[Dataset entries]
* * *
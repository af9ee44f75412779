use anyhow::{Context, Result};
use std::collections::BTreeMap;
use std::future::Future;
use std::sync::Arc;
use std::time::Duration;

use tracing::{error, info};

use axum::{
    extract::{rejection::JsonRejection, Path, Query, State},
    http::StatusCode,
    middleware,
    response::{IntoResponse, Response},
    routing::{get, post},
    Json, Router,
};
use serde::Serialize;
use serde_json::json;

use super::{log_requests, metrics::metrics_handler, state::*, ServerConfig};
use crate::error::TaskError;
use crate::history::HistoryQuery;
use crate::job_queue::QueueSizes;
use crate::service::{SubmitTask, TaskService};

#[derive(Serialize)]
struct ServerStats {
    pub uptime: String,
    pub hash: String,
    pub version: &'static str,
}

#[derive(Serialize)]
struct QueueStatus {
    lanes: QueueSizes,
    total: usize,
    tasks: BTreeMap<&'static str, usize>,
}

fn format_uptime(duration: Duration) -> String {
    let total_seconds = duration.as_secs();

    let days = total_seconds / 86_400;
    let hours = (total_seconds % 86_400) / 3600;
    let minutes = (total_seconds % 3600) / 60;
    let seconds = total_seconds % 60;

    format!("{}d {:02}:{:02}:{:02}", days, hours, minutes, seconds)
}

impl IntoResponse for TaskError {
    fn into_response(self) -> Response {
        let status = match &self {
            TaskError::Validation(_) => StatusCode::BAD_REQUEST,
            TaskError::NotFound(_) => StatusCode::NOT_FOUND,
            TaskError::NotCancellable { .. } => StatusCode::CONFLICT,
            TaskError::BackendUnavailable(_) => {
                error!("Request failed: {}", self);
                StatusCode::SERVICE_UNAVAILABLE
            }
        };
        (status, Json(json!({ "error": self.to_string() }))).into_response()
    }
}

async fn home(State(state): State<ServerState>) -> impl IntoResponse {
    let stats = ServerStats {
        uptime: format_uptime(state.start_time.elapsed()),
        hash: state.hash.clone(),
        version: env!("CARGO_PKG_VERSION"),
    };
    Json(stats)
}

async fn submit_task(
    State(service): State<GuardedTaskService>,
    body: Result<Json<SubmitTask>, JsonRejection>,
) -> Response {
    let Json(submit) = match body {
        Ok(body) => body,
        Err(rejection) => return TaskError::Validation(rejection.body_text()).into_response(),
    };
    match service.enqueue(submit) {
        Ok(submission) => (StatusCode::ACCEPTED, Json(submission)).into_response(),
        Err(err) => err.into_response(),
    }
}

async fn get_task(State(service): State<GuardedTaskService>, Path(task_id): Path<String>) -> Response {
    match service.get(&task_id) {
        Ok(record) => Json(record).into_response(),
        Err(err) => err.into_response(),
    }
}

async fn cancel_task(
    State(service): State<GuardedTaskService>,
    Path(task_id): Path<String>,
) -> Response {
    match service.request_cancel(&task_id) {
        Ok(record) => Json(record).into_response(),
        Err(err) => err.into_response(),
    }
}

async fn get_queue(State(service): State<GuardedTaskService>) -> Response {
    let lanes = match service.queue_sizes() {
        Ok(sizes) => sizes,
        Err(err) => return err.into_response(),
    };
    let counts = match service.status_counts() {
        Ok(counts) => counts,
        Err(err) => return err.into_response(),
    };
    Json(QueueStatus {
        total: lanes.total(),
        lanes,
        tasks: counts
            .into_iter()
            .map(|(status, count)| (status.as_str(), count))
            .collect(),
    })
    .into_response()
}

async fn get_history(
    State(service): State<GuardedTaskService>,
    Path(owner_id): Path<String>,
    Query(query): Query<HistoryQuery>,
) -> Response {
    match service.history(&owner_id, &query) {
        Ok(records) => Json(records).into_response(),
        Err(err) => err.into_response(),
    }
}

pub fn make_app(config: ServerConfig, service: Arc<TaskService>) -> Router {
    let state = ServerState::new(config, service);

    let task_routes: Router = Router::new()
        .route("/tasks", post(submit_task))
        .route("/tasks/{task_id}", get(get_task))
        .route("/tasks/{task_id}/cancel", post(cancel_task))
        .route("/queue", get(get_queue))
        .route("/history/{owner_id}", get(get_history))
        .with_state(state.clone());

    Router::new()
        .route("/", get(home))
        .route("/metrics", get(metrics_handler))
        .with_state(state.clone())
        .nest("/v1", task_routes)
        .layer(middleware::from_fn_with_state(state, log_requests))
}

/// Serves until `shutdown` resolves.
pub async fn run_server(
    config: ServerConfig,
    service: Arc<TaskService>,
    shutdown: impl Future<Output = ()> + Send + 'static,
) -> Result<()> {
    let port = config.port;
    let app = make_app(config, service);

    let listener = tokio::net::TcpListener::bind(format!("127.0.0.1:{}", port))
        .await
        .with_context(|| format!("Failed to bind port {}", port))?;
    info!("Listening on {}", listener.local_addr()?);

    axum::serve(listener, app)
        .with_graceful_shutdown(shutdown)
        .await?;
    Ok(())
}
* * *
> _Exercise requirements_: Transcribe each entry exactly.

> _Response to the exercise_:
repository af9ee44f75412779
use anyhow::{Context, Result};
use std::collections::BTreeMap;
use std::future::Future;
use std::sync::Arc;
use std::time::Duration;

use tracing::{error, info};

use axum::{
    extract::{rejection::JsonRejection, Path, Query, State},
    http::StatusCode,
    middleware,
    response::{IntoResponse, Response},
    routing::{get, post},
    Json, Router,
};
use serde::Serialize;
use serde_json::json;

use super::{log_requests, metrics::metrics_handler, state::*, ServerConfig};
use crate::error::TaskError;
use crate::history::HistoryQuery;
use crate::job_queue::QueueSizes;
use crate::service::{SubmitTask, TaskService};

#[derive(Serialize)]
struct ServerStats {
    pub uptime: String,
    pub hash: String,
    pub version: &'static str,
}

#[derive(Serialize)]
struct QueueStatus {
    lanes: QueueSizes,
    total: usize,
    tasks: BTreeMap<&'static str, usize>,
}

fn format_uptime(duration: Duration) -> String {
    let total_seconds = duration.as_secs();

    let days = total_seconds / 86_400;
    let hours = (total_seconds % 86_400) / 3600;
    let minutes = (total_seconds % 3600) / 60;
    let seconds = total_seconds % 60;

    format!("{}d {:02}:{:02}:{:02}", days, hours, minutes, seconds)
}

impl IntoResponse for TaskError {
    fn into_response(self) -> Response {
        let status = match &self {
            TaskError::Validation(_) => StatusCode::BAD_REQUEST,
            TaskError::NotFound(_) => StatusCode::NOT_FOUND,
            TaskError::NotCancellable { .. } => StatusCode::CONFLICT,
            TaskError::BackendUnavailable(_) => {
                error!("Request failed: {}", self);
                StatusCode::SERVICE_UNAVAILABLE
            }
        };
        (status, Json(json!({ "error": self.to_string() }))).into_response()
    }
}

async fn home(State(state): State<ServerState>) -> impl IntoResponse {
    let stats = ServerStats {
        uptime: format_uptime(state.start_time.elapsed()),
        hash: state.hash.clone(),
        version: env!("CARGO_PKG_VERSION"),
    };
    Json(stats)
}

async fn submit_task(
    State(service): State<GuardedTaskService>,
    body: Result<Json<SubmitTask>, JsonRejection>,
) -> Response {
    let Json(submit) = match body {
        Ok(body) => body,
        Err(rejection) => return TaskError::Validation(rejection.body_text()).into_response(),
    };
    match service.enqueue(submit) {
        Ok(submission) => (StatusCode::ACCEPTED, Json(submission)).into_response(),
        Err(err) => err.into_response(),
    }
}

async fn get_task(State(service): State<GuardedTaskService>, Path(task_id): Path<String>) -> Response {
    match service.get(&task_id) {
        Ok(record) => Json(record).into_response(),
        Err(err) => err.into_response(),
    }
}

async fn cancel_task(
    State(service): State<GuardedTaskService>,
    Path(task_id): Path<String>,
) -> Response {
    match service.request_cancel(&task_id) {
        Ok(record) => Json(record).into_response(),
        Err(err) => err.into_response(),
    }
}

async fn get_queue(State(service): State<GuardedTaskService>) -> Response {
    let lanes = match service.queue_sizes() {
        Ok(sizes) => sizes,
        Err(err) => return err.into_response(),
    };
    let counts = match service.status_counts() {
        Ok(counts) => counts,
        Err(err) => return err.into_response(),
    };
    Json(QueueStatus {
        total: lanes.total(),
        lanes,
        tasks: counts
            .into_iter()
            .map(|(status, count)| (status.as_str(), count))
            .collect(),
    })
    .into_response()
}

async fn get_history(
    State(service): State<GuardedTaskService>,
    Path(owner_id): Path<String>,
    Query(query): Query<HistoryQuery>,
) -> Response {
    match service.history(&owner_id, &query) {
        Ok(records) => Json(records).into_response(),
        Err(err) => err.into_response(),
    }
}

pub fn make_app(config: ServerConfig, service: Arc<TaskService>) -> Router {
    let state = ServerState::new(config, service);

    let task_routes: Router = Router::new()
        .route("/tasks", post(submit_task))
        .route("/tasks/{task_id}", get(get_task))
        .route("/tasks/{task_id}/cancel", post(cancel_task))
        .route("/queue", get(get_queue))
        .route("/history/{owner_id}", get(get_history))
        .with_state(state.clone());

    Router::new()
        .route("/", get(home))
        .route("/metrics", get(metrics_handler))
        .with_state(state.clone())
        .nest("/v1", task_routes)
        .layer(middleware::from_fn_with_state(state, log_requests))
}

/// Serves until `shutdown` resolves.
pub async fn run_server(
    config: ServerConfig,
    service: Arc<TaskService>,
    shutdown: impl Future<Output = ()> + Send + 'static,
) -> Result<()> {
    let port = config.port;
    let app = make_app(config, service);

    let listener = tokio::net::TcpListener::bind(format!("127.0.0.1:{}", port))
        .await
        .with_context(|| format!("Failed to bind port {}", port))?;
    info!("Listening on {}", listener.local_addr()?);

    axum::serve(listener, app)
        .with_graceful_shutdown(shutdown)
        .await?;
    Ok(())
}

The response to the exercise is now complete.